Gallic acid improves recognition memory and decreases oxidative-inflammatory damage in the rat hippocampus with metabolic syndrome.

Metabolic syndrome (MS) results from excessive consumption of high-calorie foods and sedentary lifestyles. Clinically, insulin resistance, abdominal obesity, hyperglycemia, dyslipidemia, and hypertension are observed. MS has been considered a risk factor in the development of dementia. In the brain, a metabolically impaired environment generates oxidative stress and excessive production of pro-inflammatory cytokines that deteriorate the morphology and neuronal function in the hippocampus, leading to cognitive impairment. Therapeutic alternatives suggest that phenolic compounds can be part of the treatment for neuropathies and metabolic diseases.
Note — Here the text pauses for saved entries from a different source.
//! Command-line parsing.

use crate::infrastructure::file_source::STDIN_REFERENCE;

pub const USAGE: &str = "Usage: rpgsheet-engine <command> <sheet>

Commands:
  calculate   Derive every calculated value for a sheet
  normalize   Re-sync nextLevelXp and clamp weapon percentages for storage

<sheet> is a path relative to SHEETS_DIR, an absolute path, or `-` for stdin";

#[derive(Debug, Clone, PartialEq, Eq)]
pub enum Command {
    Calculate { sheet: String },
    Normalize { sheet: String },
}

impl Command {
    /// Parse arguments, program name excluded.
    pub fn parse(args: impl IntoIterator<Item = String>) -> anyhow::Result<Self> {
        let mut args = args.into_iter();
        let command = args.next();
        let sheet = args.next().unwrap_or_else(|| STDIN_REFERENCE.to_string());
        if let Some(extra) = args.next() {
            anyhow::bail!("Unexpected argument: {extra}\n\n{USAGE}");
        }

        match command.as_deref() {
            Some("calculate") => Ok(Self::Calculate { sheet }),
            Some("normalize") => Ok(Self::Normalize { sheet }),
            Some(cmd) => anyhow::bail!("Unknown command: {cmd}\n\n{USAGE}"),
            None => anyhow::bail!("{USAGE}"),
        }
    }
}
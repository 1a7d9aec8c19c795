//! Sheets stored as JSON files on disk.

use std::io::ErrorKind;
use std::path::{Path, PathBuf};

use async_trait::async_trait;
use tokio::io::AsyncReadExt;

use crate::infrastructure::ports::{RepoError, SheetSource};

/// Reference that reads the sheet from standard input.
pub const STDIN_REFERENCE: &str = "-";

/// Loads sheets from JSON files.
///
/// Relative references resolve against `root`; absolute ones are used as-is.
/// The reference `-` reads standard input.
pub struct FileSheetSource {
    root: PathBuf,
}

impl FileSheetSource {
    pub fn new(root: impl Into<PathBuf>) -> Self {
        Self { root: root.into() }
    }

    pub fn resolve(&self, reference: &str) -> PathBuf {
        let path = Path::new(reference);
        if path.is_absolute() {
            path.to_path_buf()
        } else {
            self.root.join(path)
        }
    }

    async fn read_stdin() -> Result<String, RepoError> {
        let mut text = String::new();
        tokio::io::stdin()
            .read_to_string(&mut text)
            .await
            .map_err(|e| RepoError::io(STDIN_REFERENCE, e))?;
        Ok(text)
    }
}

#[async_trait]
impl SheetSource for FileSheetSource {
    async fn load(&self, reference: &str) -> Result<serde_json::Value, RepoError> {
        let text = if reference == STDIN_REFERENCE {
            Self::read_stdin().await?
        } else {
            let path = self.resolve(reference);
            tracing::debug!(path = %path.display(), "Reading sheet file");
            match tokio::fs::read_to_string(&path).await {
                Ok(text) => text,
                Err(e) if e.kind() == ErrorKind::NotFound => {
                    return Err(RepoError::not_found(path.display()))
                }
                Err(e) => return Err(RepoError::io(path.display(), e)),
            }
        };

        Ok(serde_json::from_str(&text)?)
    }
}
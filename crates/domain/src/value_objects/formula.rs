//! Formula revisions for the derived quantities whose rules changed over time.
//!
//! Vitality tiers and the XP threshold each have two historical formulas. A
//! revision pins both at once so the calculators never mix formulas from
//! different revisions.

use serde::{Deserialize, Serialize};
use std::fmt;
use std::str::FromStr;

use crate::error::DomainError;

/// How the six vitality tiers and the vitality total are derived.
#[derive(Debug, Clone, Copy, PartialEq, Eq, Hash, Serialize, Deserialize)]
#[serde(rename_all = "snake_case")]
pub enum VitalityPolicy {
    /// Each tier is `(base - offset) * multiplier`; total is the sum of all tiers.
    AdditiveTiers,
    /// Tiers step down by a sixth of `base * multiplier`; total is the notable tier.
    SteppedFraction,
}

/// Where the XP needed for the next level comes from.
#[derive(Debug, Clone, Copy, PartialEq, Eq, Hash, Serialize, Deserialize)]
#[serde(rename_all = "snake_case")]
pub enum ProgressionPolicy {
    /// `nextLevel * 10`, ignoring the stored value.
    Recomputed,
    /// The stored `nextLevelXp`, as persisted.
    TrustStored,
}

/// A named pair of vitality and progression policies.
#[derive(Debug, Clone, Copy, Default, PartialEq, Eq, Hash, Serialize, Deserialize)]
#[serde(rename_all = "snake_case")]
pub enum FormulaRevision {
    /// Summed vitality tiers and recomputed XP thresholds.
    #[default]
    Current,
    /// Stepped vitality tiers and stored XP thresholds.
    Legacy,
}

impl FormulaRevision {
    pub const ALL: [FormulaRevision; 2] = [Self::Current, Self::Legacy];

    pub fn vitality_policy(&self) -> VitalityPolicy {
        match self {
            Self::Current => VitalityPolicy::AdditiveTiers,
            Self::Legacy => VitalityPolicy::SteppedFraction,
        }
    }

    pub fn progression_policy(&self) -> ProgressionPolicy {
        match self {
            Self::Current => ProgressionPolicy::Recomputed,
            Self::Legacy => ProgressionPolicy::TrustStored,
        }
    }

    pub fn as_str(&self) -> &'static str {
        match self {
            Self::Current => "current",
            Self::Legacy => "legacy",
        }
    }
}

impl fmt::Display for FormulaRevision {
    fn fmt(&self, f: &mut fmt::Formatter<'_>) -> fmt::Result {
        write!(f, "{}", self.as_str())
    }
}

impl FromStr for FormulaRevision {
    type Err = DomainError;

    fn from_str(s: &str) -> Result<Self, Self::Err> {
        match s.trim().to_ascii_lowercase().as_str() {
            "current" | "a" => Ok(Self::Current),
            "legacy" | "b" => Ok(Self::Legacy),
            _ => Err(DomainError::parse(format!(
                "Unknown formula revision: {}",
                s
            ))),
        }
    }
}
In recent years, the use of Gallic Acid (GA) has demonstrated antioxidant and anti-inflammatory effects that contribute to neuroprotection and memory improvement in animal models. However, the effect of GA on hippocampal neurodegeneration and memory impairment under MS conditions is still unclear. In this work, we administered GA (20mg/kg) for 60 days to rats with MS. The results show that GA treatment improved zoometric and biochemical parameters, as well as the recognition memory, in animals with MS. Additionally, GA administration increased hippocampal dendritic spines and decreased oxidative stress and inflammation. Our results show that GA treatment improves metabolism: reducing the oxidative and inflammatory environment that facilitates the recovery of the neuronal morphology in the hippocampus of rats with MS. Consequently, the recognition of objects by these animals, suggesting that GA could be used therapeutically in metabolic disorders that cause dementia.